McLellan's post has since gone viral, drawing attention from thousands of parents, and she says she's glad to see something good come from her family's experience. "I never expected it to go viral but it's been a very emotional and incredible the amount of people who have privately messaged me or publicly said, 'I'm putting my kid in a booster chair now' or 'my kid has been fighting me to get out of it and I'm not going to budge now either," she tells Romper. "To know that that has been an outcome, doesn’t make it worth what my family has gone through but it means that something good has come of it and that just touches my whole family’s heart so much."
Now, the family is focused on healing.
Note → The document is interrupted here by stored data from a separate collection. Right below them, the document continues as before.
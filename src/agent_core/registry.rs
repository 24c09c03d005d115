//! Operation Registry: the closed set of tools the model may call.
//!
//! Each [`ToolSpec`] carries a name, a description, a typed argument schema
//! and an async handler. The registry is built once at startup and is
//! read-only afterwards; the same schema drives both the JSON Schema sent to
//! the model and the validation applied to its arguments.

use std::collections::HashMap;
use std::future::Future;
use std::sync::Arc;

use chrono::DateTime;
use futures::future::BoxFuture;
use serde::de::DeserializeOwned;
use serde_json::{json, Map, Value};

use crate::inference::types::{FunctionDefinition, ToolDefinition};
use crate::stores::{Backends, ResourceKind, ScopeKey};

use super::errors::{AgentError, ToolError};

// ─── Argument Schema ────────────────────────────────────────────────────────

/// Wire type of one argument.
#[derive(Debug, Clone, PartialEq)]
pub enum ParamType {
    String,
    Integer { min: i64, max: i64 },
    Object,
    /// RFC 3339 timestamp string.
    DateTime,
    Enum(&'static [&'static str]),
}

/// What the dispatcher does with an argument before the handler sees it.
#[derive(Debug, Clone, Copy, PartialEq, Eq)]
pub enum ArgRole {
    Plain,
    /// Ordinal or canonical id, resolved to a canonical id.
    ResourceRef(ResourceKind),
    /// Human status word, normalized to the canonical status.
    StatusToken(ResourceKind),
}

#[derive(Debug, Clone)]
pub struct ParamSpec {
    name: &'static str,
    ty: ParamType,
    required: bool,
    description: String,
    role: ArgRole,
}

impl ParamSpec {
    pub fn new(name: &'static str, ty: ParamType) -> Self {
        Self {
            name,
            ty,
            required: false,
            description: String::new(),
            role: ArgRole::Plain,
        }
    }

    pub fn string(name: &'static str) -> Self {
        Self::new(name, ParamType::String)
    }

    pub fn integer(name: &'static str, min: i64, max: i64) -> Self {
        Self::new(name, ParamType::Integer { min, max })
    }

    pub fn datetime(name: &'static str) -> Self {
        Self::new(name, ParamType::DateTime)
    }

    pub fn object(name: &'static str) -> Self {
        Self::new(name, ParamType::Object)
    }

    pub fn one_of(name: &'static str, values: &'static [&'static str]) -> Self {
        Self::new(name, ParamType::Enum(values))
    }

    /// A reference to an existing resource: list position or id.
    pub fn resource_ref(name: &'static str, kind: ResourceKind) -> Self {
        let mut spec = Self::string(name);
        spec.role = ArgRole::ResourceRef(kind);
        spec
    }

    /// A human status word for `kind`.
    pub fn status_token(name: &'static str, kind: ResourceKind) -> Self {
        let mut spec = Self::string(name);
        spec.role = ArgRole::StatusToken(kind);
        spec
    }

    pub fn required(mut self) -> Self {
        self.required = true;
        self
    }

    pub fn describe(mut self, description: impl Into<String>) -> Self {
        self.description = description.into();
        self
    }

    pub fn name(&self) -> &'static str {
        self.name
    }

    pub fn role(&self) -> ArgRole {
        self.role
    }

    pub fn is_required(&self) -> bool {
        self.required
    }

    fn json_schema(&self) -> Value {
        let mut schema = match &self.ty {
            ParamType::String if matches!(self.role, ArgRole::ResourceRef(_)) => {
                json!({ "type": ["integer", "string"] })
            }
            ParamType::String => json!({ "type": "string" }),
            ParamType::Integer { min, max } => {
                json!({ "type": "integer", "minimum": min, "maximum": max })
            }
            ParamType::Object => json!({ "type": "object" }),
            ParamType::DateTime => json!({ "type": "string", "format": "date-time" }),
            ParamType::Enum(values) => json!({ "type": "string", "enum": values }),
        };
        if !self.description.is_empty() {
            schema["description"] = Value::String(self.description.clone());
        }
        schema
    }

    /// Check one present, non-null value. Integers given for a resource
    /// reference are rewritten to their string form.
    fn check(&self, value: &mut Value) -> Result<(), ToolError> {
        let fail = |expected: String| {
            Err(ToolError::validation(format!(
                "argument '{}' must be {expected}",
                self.name
            ))
            .with_details(json!({ "field": self.name, "expected": expected })))
        };

        match &self.ty {
            ParamType::String => {
                if let (ArgRole::ResourceRef(_), Some(n)) = (self.role, value.as_i64()) {
                    *value = Value::String(n.to_string());
                }
                match value.as_str() {
                    Some(s) if self.required && s.trim().is_empty() => {
                        fail("a non-empty string".into())
                    }
                    Some(_) => Ok(()),
                    None => fail("a string".into()),
                }
            }
            ParamType::Integer { min, max } => match value.as_i64() {
                Some(n) if (*min..=*max).contains(&n) => Ok(()),
                _ => fail(format!("an integer between {min} and {max}")),
            },
            ParamType::Object => {
                if value.is_object() {
                    Ok(())
                } else {
                    fail("an object".into())
                }
            }
            ParamType::DateTime => match value.as_str() {
                Some(s) if DateTime::parse_from_rfc3339(s.trim()).is_ok() => Ok(()),
                _ => fail("an RFC 3339 date-time such as 2025-06-01T09:00:00Z".into()),
            },
            ParamType::Enum(values) => match value.as_str() {
                Some(s) if values.iter().any(|v| *v == s) => Ok(()),
                _ => fail(format!("one of {}", values.join(", "))),
            },
        }
    }
}

// ─── Handlers ───────────────────────────────────────────────────────────────

/// Per-call context handed to a handler.
#[derive(Clone)]
pub struct ToolContext {
    pub scope: ScopeKey,
    pub backends: Backends,
}

/// Type-erased async handler over validated, resolved arguments.
pub type ToolHandler =
    Arc<dyn Fn(Map<String, Value>, ToolContext) -> BoxFuture<'static, Result<Value, ToolError>> + Send + Sync>;

pub struct ToolSpec {
    name: &'static str,
    description: &'static str,
    params: Vec<ParamSpec>,
    handler: ToolHandler,
}

impl ToolSpec {
    /// Build a tool whose handler takes a typed argument struct `A`.
    ///
    /// Arguments are decoded inside the returned future, so a decode failure
    /// surfaces as a `validation_error` like any other.
    pub fn new<A, F, Fut>(
        name: &'static str,
        description: &'static str,
        params: Vec<ParamSpec>,
        handler: F,
    ) -> Self
    where
        A: DeserializeOwned + Send + 'static,
        F: Fn(A, ToolContext) -> Fut + Send + Sync + 'static,
        Fut: Future<Output = Result<Value, ToolError>> + Send + 'static,
    {
        let handler = Arc::new(handler);
        let erased: ToolHandler = Arc::new(move |args, ctx| {
            let handler = Arc::clone(&handler);
            Box::pin(async move {
                let typed: A = serde_json::from_value(Value::Object(args))
                    .map_err(|e| ToolError::validation(format!("invalid arguments: {e}")))?;
                handler(typed, ctx).await
            })
        });

        Self {
            name,
            description,
            params,
            handler: erased,
        }
    }

    pub fn name(&self) -> &'static str {
        self.name
    }

    pub fn params(&self) -> &[ParamSpec] {
        &self.params
    }

    pub fn handler(&self) -> ToolHandler {
        Arc::clone(&self.handler)
    }

    /// OpenAI function-tool definition.
    pub fn definition(&self) -> ToolDefinition {
        let properties: Map<String, Value> = self
            .params
            .iter()
            .map(|p| (p.name.to_string(), p.json_schema()))
            .collect();
        let required: Vec<&str> = self
            .params
            .iter()
            .filter(|p| p.required)
            .map(|p| p.name)
            .collect();

        ToolDefinition {
            r#type: "function".into(),
            function: FunctionDefinition {
                name: self.name.into(),
                description: self.description.into(),
                parameters: json!({
                    "type": "object",
                    "properties": properties,
                    "required": required,
                    "additionalProperties": false,
                }),
            },
        }
    }

    /// Validate arguments in place against the schema.
    ///
    /// Rejects unknown fields, missing required fields and type or bound
    /// violations. Null optional fields are dropped.
    pub fn validate(&self, args: &mut Map<String, Value>) -> Result<(), ToolError> {
        if let Some(unknown) = args
            .keys()
            .find(|k| !self.params.iter().any(|p| p.name == k.as_str()))
        {
            return Err(ToolError::validation(format!(
                "unexpected argument '{unknown}' for {}",
                self.name
            ))
            .with_details(json!({ "field": unknown })));
        }

        for param in &self.params {
            if matches!(args.get(param.name), None | Some(Value::Null)) {
                if param.required {
                    return Err(ToolError::validation(format!(
                        "missing required argument '{}'",
                        param.name
                    ))
                    .with_details(json!({ "field": param.name })));
                }
                args.remove(param.name);
                continue;
            }
            if let Some(value) = args.get_mut(param.name) {
                param.check(value)?;
            }
        }
        Ok(())
    }
}

impl std::fmt::Debug for ToolSpec {
    fn fmt(&self, f: &mut std::fmt::Formatter<'_>) -> std::fmt::Result {
        f.debug_struct("ToolSpec")
            .field("name", &self.name)
            .field("params", &self.params)
            .finish_non_exhaustive()
    }
}

// ─── Registry ───────────────────────────────────────────────────────────────

#[derive(Debug, Default)]
pub struct OperationRegistry {
    tools: Vec<ToolSpec>,
    index: HashMap<&'static str, usize>,
}

impl OperationRegistry {
    pub fn new() -> Self {
        Self::default()
    }

    /// Add a tool. Names must be unique.
    pub fn register(&mut self, spec: ToolSpec) -> Result<(), AgentError> {
        if self.index.contains_key(spec.name) {
            return Err(AgentError::DuplicateTool {
                name: spec.name.to_string(),
            });
        }
        self.index.insert(spec.name, self.tools.len());
        self.tools.push(spec);
        Ok(())
    }

    pub fn get(&self, name: &str) -> Result<&ToolSpec, ToolError> {
        self.index
            .get(name)
            .map(|&i| &self.tools[i])
            .ok_or_else(|| ToolError::unknown_tool(name))
    }

    /// Definitions for every tool, in registration order.
    pub fn definitions(&self) -> Vec<ToolDefinition> {
        self.tools.iter().map(ToolSpec::definition).collect()
    }

    pub fn names(&self) -> Vec<&'static str> {
        self.tools.iter().map(|t| t.name).collect()
    }

    pub fn len(&self) -> usize {
        self.tools.len()
    }

    pub fn is_empty(&self) -> bool {
        self.tools.is_empty()
    }
}

// ─── Tests ──────────────────────────────────────────────────────────────────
Although Chris, McLellan's husband, has a longer road to recovery ahead of him (the family has a GoFundMe as his injuries have prevented him from returning to work), she says Braeden is already on the mend. "He has some PTSD but overall, physically, he's really healing well," she tells Romper. "I can't even wrap my head around how it could have been so much worse. ... All kids my son’s age should be in a booster."